> [About this exercise]: The lines wanted are those in the data below that include "SUMMARY".

Dataset entries:
====================

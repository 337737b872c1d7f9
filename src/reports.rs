use std::collections::HashSet;

use chrono::{Datelike, NaiveDate};
use serde::Serialize;

use crate::calendar::{self, week_of_month, WEEKS_PER_MONTH};
use crate::error::{Result, TitheError};
use crate::fellowship::{Fellowship, ALL_FELLOWSHIPS};
use crate::models::{PaymentMethod, Transaction, ALL_METHODS};

fn round2(v: f64) -> f64 {
    (v * 100.0).round() / 100.0
}

// ---------------------------------------------------------------------------
// Period
// ---------------------------------------------------------------------------

/// A reporting month, optionally narrowed to one week bucket (`week_of_month`).
#[derive(Debug, Clone, Copy, PartialEq, Eq, Serialize)]
pub struct Period {
    pub year: i32,
    pub month: u32,
    pub week: Option<u32>,
}

impl Period {
    pub fn new(year: i32, month_name: &str, week: Option<u32>) -> Result<Self> {
        let month = calendar::month_number(month_name)?;
        if let Some(w) = week {
            if !(1..=WEEKS_PER_MONTH).contains(&w) {
                return Err(TitheError::InvalidWeek(w));
            }
        }
        Ok(Self { year, month, week })
    }

    pub fn month_name(&self) -> &'static str {
        calendar::month_name(self.month).unwrap_or("")
    }

    pub fn contains(&self, date: NaiveDate) -> bool {
        date.year() == self.year
            && date.month() == self.month
            && self.week.map_or(true, |w| week_of_month(date) == w)
    }

    /// Report subtitle, e.g. "JANUARY 2025 - WEEK 2" or "JANUARY 2025 - MONTHLY SUMMARY".
    pub fn title(&self) -> String {
        match self.week {
            Some(w) => format!("{} {} - WEEK {w}", self.month_name(), self.year),
            None => format!("{} {} - MONTHLY SUMMARY", self.month_name(), self.year),
        }
    }

    pub fn pdf_file_name(&self) -> String {
        let scope = match self.week {
            Some(w) => format!("Week {w}"),
            None => "Monthly".to_string(),
        };
        format!("Tithe Report ({} {} - {scope}).pdf", self.month_name(), self.year)
    }
}

// ---------------------------------------------------------------------------
// Period report
// ---------------------------------------------------------------------------

#[derive(Debug, Clone, PartialEq, Serialize)]
pub struct FellowshipTotal {
    pub fellowship: Fellowship,
    pub amount: f64,
}

/// Best or worst fellowship. Ties are listed together, comma separated.
#[derive(Debug, Clone, PartialEq, Serialize)]
pub struct Standing {
    pub names: String,
    pub amount: f64,
}

#[derive(Debug, Clone, PartialEq, Serialize)]
pub struct WeeklyRow {
    pub fellowship: Fellowship,
    pub weeks: [f64; WEEKS_PER_MONTH as usize],
}

impl WeeklyRow {
    pub fn total(&self) -> f64 {
        self.weeks.iter().sum()
    }
}

#[derive(Debug, Clone, PartialEq, Serialize)]
#[serde(rename_all = "camelCase")]
pub struct DashboardStats {
    pub total: f64,
    pub gifts: usize,
    pub givers: usize,
    pub average_gift: f64,
}

#[derive(Debug, Clone, PartialEq, Serialize)]
pub struct MethodShare {
    pub method: PaymentMethod,
    pub amount: f64,
    pub count: usize,
}

#[derive(Debug, Clone, Serialize)]
#[serde(rename_all = "camelCase")]
pub struct PeriodReport {
    pub period: Period,
    /// All ten fellowships, highest first; zeros included.
    pub breakdown: Vec<FellowshipTotal>,
    pub total: f64,
    pub best: Standing,
    pub worst: Standing,
    /// Whole-month weekly totals per fellowship, whatever week the period selects.
    pub weekly: Vec<WeeklyRow>,
    pub stats: DashboardStats,
    pub methods: Vec<MethodShare>,
}

fn standing(breakdown: &[FellowshipTotal], pick: f64) -> Standing {
    let names: Vec<&str> = breakdown
        .iter()
        .filter(|f| f.amount == pick)
        .map(|f| f.fellowship.name())
        .collect();
    Standing {
        names: if names.is_empty() {
            "N/A".to_string()
        } else {
            names.join(", ")
        },
        amount: pick,
    }
}

pub fn period_report(transactions: &[Transaction], period: &Period) -> PeriodReport {
    let dated: Vec<(NaiveDate, &Transaction)> = transactions
        .iter()
        .filter_map(|t| calendar::date_of(&t.timestamp).map(|d| (d, t)))
        .collect();
    let selected: Vec<&Transaction> = dated
        .iter()
        .filter(|(d, _)| period.contains(*d))
        .map(|(_, t)| *t)
        .collect();

    let mut breakdown: Vec<FellowshipTotal> = ALL_FELLOWSHIPS
        .iter()
        .map(|&f| FellowshipTotal {
            fellowship: f,
            amount: round2(selected.iter().filter(|t| t.fellowship == f).map(|t| t.amount).sum()),
        })
        .collect();
    // stable: equal amounts keep fellowship order
    breakdown.sort_by(|a, b| b.amount.total_cmp(&a.amount));

    let total = round2(selected.iter().map(|t| t.amount).sum());
    let max = breakdown.first().map_or(0.0, |f| f.amount);
    let min = breakdown.last().map_or(0.0, |f| f.amount);

    let month = Period { week: None, ..*period };
    let weekly = ALL_FELLOWSHIPS
        .iter()
        .map(|&f| {
            let mut weeks = [0.0; WEEKS_PER_MONTH as usize];
            for (d, t) in dated.iter().filter(|(d, t)| t.fellowship == f && month.contains(*d)) {
                weeks[(week_of_month(*d) - 1) as usize] += t.amount;
            }
            WeeklyRow {
                fellowship: f,
                weeks: weeks.map(round2),
            }
        })
        .collect();

    let givers: HashSet<&str> = selected.iter().map(|t| t.member_id.as_str()).collect();
    let stats = DashboardStats {
        total,
        gifts: selected.len(),
        givers: givers.len(),
        average_gift: if selected.is_empty() {
            0.0
        } else {
            round2(total / selected.len() as f64)
        },
    };

    let methods = ALL_METHODS
        .iter()
        .map(|&m| {
            let of_method: Vec<&&Transaction> = selected.iter().filter(|t| t.method == m).collect();
            MethodShare {
                method: m,
                amount: round2(of_method.iter().map(|t| t.amount).sum()),
                count: of_method.len(),
            }
        })
        .collect();

    PeriodReport {
        period: *period,
        best: standing(&breakdown, max),
        worst: standing(&breakdown, min),
        breakdown,
        total,
        weekly,
        stats,
        methods,
    }
}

====================

> [Response area]:
    /// Report subtitle, e.g. "JANUARY 2025 - WEEK 2" or "JANUARY 2025 - MONTHLY SUMMARY".
            None => format!("{} {} - MONTHLY SUMMARY", self.month_name(), self.year),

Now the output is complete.